"The Great Philosophers",
a review by Carroll Quigley in The Washington Sunday Star,
March 28, 1962,
of a book:
THE GREAT PHILOSOPHERS: Vol. I, The Foundations: Socrates,
Buddha, Confucius, Jesus, Plato, Augustine, Kant
by Karl Jaspers. Translated from the German by Ralph Mamheim.
Harcourt, Brace and World: New York, 1962
March 28, 1962
"The Great Philosophers"
THE GREAT PHILOSOPHERS. Volume I: The Foundations: Socrates, Buddha,
Confucius, Jesus; Plato, Augustine, Kant.
By Karl Jaspers. (Translated from the German edition of 1957 by Ralph
Manheim).
396 pp. Harcourt, Brace and World, Inc. 1962.
The dust jacket tells us that this is
"the first volume of a universal history of philosophy with a new
concept of organization." The only thing new about it is the
organization, which, on the basis of this first volume, has no merit
whatever. Traditionally the story of past philosophy has been organized
in terms of philosophers or of problems. The former has generally been
organized chronologically, while the latter has been organized
analytically on the basis of one of the established arrangements of
philosophy's subject divisions (such as logic, epistemology,
metaphysics, ethics, etc.). It is conceivable that a combination of
these two could be worked out, as has been done several times since that
old (and very successful) book, of G.W. Patrick’s,
The World and Its
Meaning. Professor Jasper's arrangement has nothing to do either with
chronology or with any rational organization of problems, but is a
completely personal arrangement which is unlikely to carry conviction to
many other students of the subject.
This idiosyncratic arrangement of the subject is the major, if not
the sole, justification for this multivolume work. Jaspers sees past
“philosophers” falling into four classes: (A) "the paradigmatic
individuals" (Socrates, Buddha, Confucius, Jesus); (B) “the great
thinkers”; and (C) the philosophers of special fields (such as
aesthetics). Class B, which includes almost all the names commonly
recognized as philosophers, is divided into four sub-groups: (1) "the
seminal thinkers", of which there are only three (Plato, Augustine, and
Kant), (2) the "intellectual visionaries", including Heraclitus,
Plotinus, Spinoza, Lao-Tzu, Anaxagoras, Democritus, Bruno, Origen,
Hobbes, Liebniz, and others, (3) the “great disturbers”, including
Abelard, Descartes, Hume, Pascal, Nietzsche and others; and (4) “the
creative orderers”, including Aristotle, Aquinas, Hegel, Chu Hsi, etc.

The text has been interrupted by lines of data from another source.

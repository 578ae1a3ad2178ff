use serde::{Deserialize, Serialize};
use std::time::Duration;

pub const DEFAULT_POLL_INTERVAL_MS: u64 = 2_000;
pub const DEFAULT_POLL_TIMEOUT_MS: u64 = 120_000;

/// Parameters for verifying a report and waiting for task settlement
#[derive(Debug, Clone, PartialEq, Eq, Serialize, Deserialize)]
#[serde(rename_all = "camelCase")]
pub struct VerifyAndPollParams {
    pub task_id: String,
    pub report_tx_hash: String,
    pub interval_ms: u64,
    pub timeout_ms: u64,
}

impl VerifyAndPollParams {
    pub fn new(task_id: impl Into<String>, report_tx_hash: impl Into<String>) -> Self {
        Self {
            task_id: task_id.into(),
            report_tx_hash: report_tx_hash.into(),
            interval_ms: DEFAULT_POLL_INTERVAL_MS,
            timeout_ms: DEFAULT_POLL_TIMEOUT_MS,
        }
    }

    pub fn with_interval_ms(mut self, interval_ms: u64) -> Self {
        self.interval_ms = interval_ms;
        self
    }

    pub fn with_timeout_ms(mut self, timeout_ms: u64) -> Self {
        self.timeout_ms = timeout_ms;
        self
    }

    pub fn interval(&self) -> Duration {
        Duration::from_millis(self.interval_ms)
    }

    pub fn timeout(&self) -> Duration {
        Duration::from_millis(self.timeout_ms)
    }
}

/// Attested payload of a settled task
#[derive(Debug, Clone, PartialEq, Eq, Serialize, Deserialize)]
#[serde(rename_all = "camelCase")]
pub struct AttestationRecord {
    /// Opaque data extracted by the template
    pub data: String,
    #[serde(default, skip_serializing_if = "Option::is_none")]
    pub recipient: Option<String>,
    #[serde(default, skip_serializing_if = "Option::is_none")]
    pub timestamp: Option<u64>,
}

/// Final, verified attestation for a task from one attestor
#[derive(Debug, Clone, PartialEq, Eq, Serialize, Deserialize)]
#[serde(rename_all = "camelCase")]
pub struct TaskResult {
    pub task_id: String,
    pub attestor: String,
    pub attestation: AttestationRecord,
}

/// Task state as reported while polling
#[derive(Debug, Clone, PartialEq, Eq, Serialize, Deserialize)]
#[serde(tag = "state", rename_all = "snake_case")]
pub enum TaskStatus {
    Pending,
    Settled,
    Failed { reason: String },
}

impl TaskStatus {
    pub fn is_terminal(&self) -> bool {
        !matches!(self, TaskStatus::Pending)
    }
}

#[cfg(test)]
mod tests {
    use super::*;

    #[test]
    fn test_poll_params_defaults() {
        let params = VerifyAndPollParams::new("t1", "0xreport");
        assert_eq!(params.interval(), Duration::from_secs(2));
        assert_eq!(params.timeout(), Duration::from_secs(120));

        let params = params.with_interval_ms(250).with_timeout_ms(1_000);
        assert_eq!(params.interval_ms, 250);
        assert_eq!(params.timeout_ms, 1_000);
    }

    #[test]
    fn test_task_status_wire_format() {
        let failed: TaskStatus =
            serde_json::from_str(r#"{"state":"failed","reason":"attestor offline"}"#).unwrap();
        assert_eq!(
            failed,
            TaskStatus::Failed {
                reason: "attestor offline".to_string()
            }
        );
        assert!(failed.is_terminal());
        assert!(!TaskStatus::Pending.is_terminal());
    }

    #[test]
    fn test_task_result_parses_camel_case() {
        let json = r#"{"taskId":"t1","attestor":"0xa","attestation":{"data":"{\"price\":1}"}}"#;
        let result: TaskResult = serde_json::from_str(json).unwrap();
        assert_eq!(result.task_id, "t1");
        assert_eq!(result.attestation.data, "{\"price\":1}");
        assert!(result.attestation.timestamp.is_none());
    }
}
//! Primus RPC - client side of the attestation network
//!
//! This module provides the interface the client uses to drive a task
//! through the network:
//! - Session setup (wallet signature over a login message)
//! - Task submission and attestation
//! - Verification and polling of the settled result
//! - Reward withdrawal for settled tasks
//!
//! `HttpNetworkClient` talks to a network gateway over HTTP/JSON.
//! `MockNetwork` (feature `mock`) runs the same contract in memory.

pub mod client;
pub mod error;
pub mod http;
pub mod messages;
pub mod poll;

#[cfg(feature = "mock")]
pub mod mock;

pub use client::{is_supported_chain, session_message, NetworkClient, SUPPORTED_CHAIN_IDS};
pub use error::{Result, RpcError};
pub use http::{HttpNetworkClient, HttpNetworkClientConfig};
pub use messages::*;
pub use poll::poll_until_settled;

#[cfg(feature = "mock")]
pub use mock::{MockAttestor, MockCall, MockNetwork, MockNetworkBuilder};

Such an arrangement is based on little more than personal whim. It
remains unconvincing even in the few cases where Jaspers attempts to
justify it. It ignores, in most cases the influence of various thinkers
on each other as well as the historical context in which each thinker
lived and thought.
Even if we accept Jaspers principle of organization his judgment is
bad in many cases. The "paradigmatic individuals", he says, taught man
how to live. On this basis, Zoroaster or Zeno the Stoic are more
deserving of inclusion in this class than Socrates, no matter how we
interpret the “Socratic problem”. Marius Aurelius and Montaigne
continued the Stoic teaching centuries after Zeno, while Zoroaster
influenced untold multitudes (including Socrates and Plato), including
millions who never heard his name.
Turning from the question of organization to the individual
biographies, we might say that the sketches of the three seminal
thinkers are excellent (especially Augustine’s), while those of the four
"paradigmatic individuals" are mediocre. In all the sketches, Jaspers’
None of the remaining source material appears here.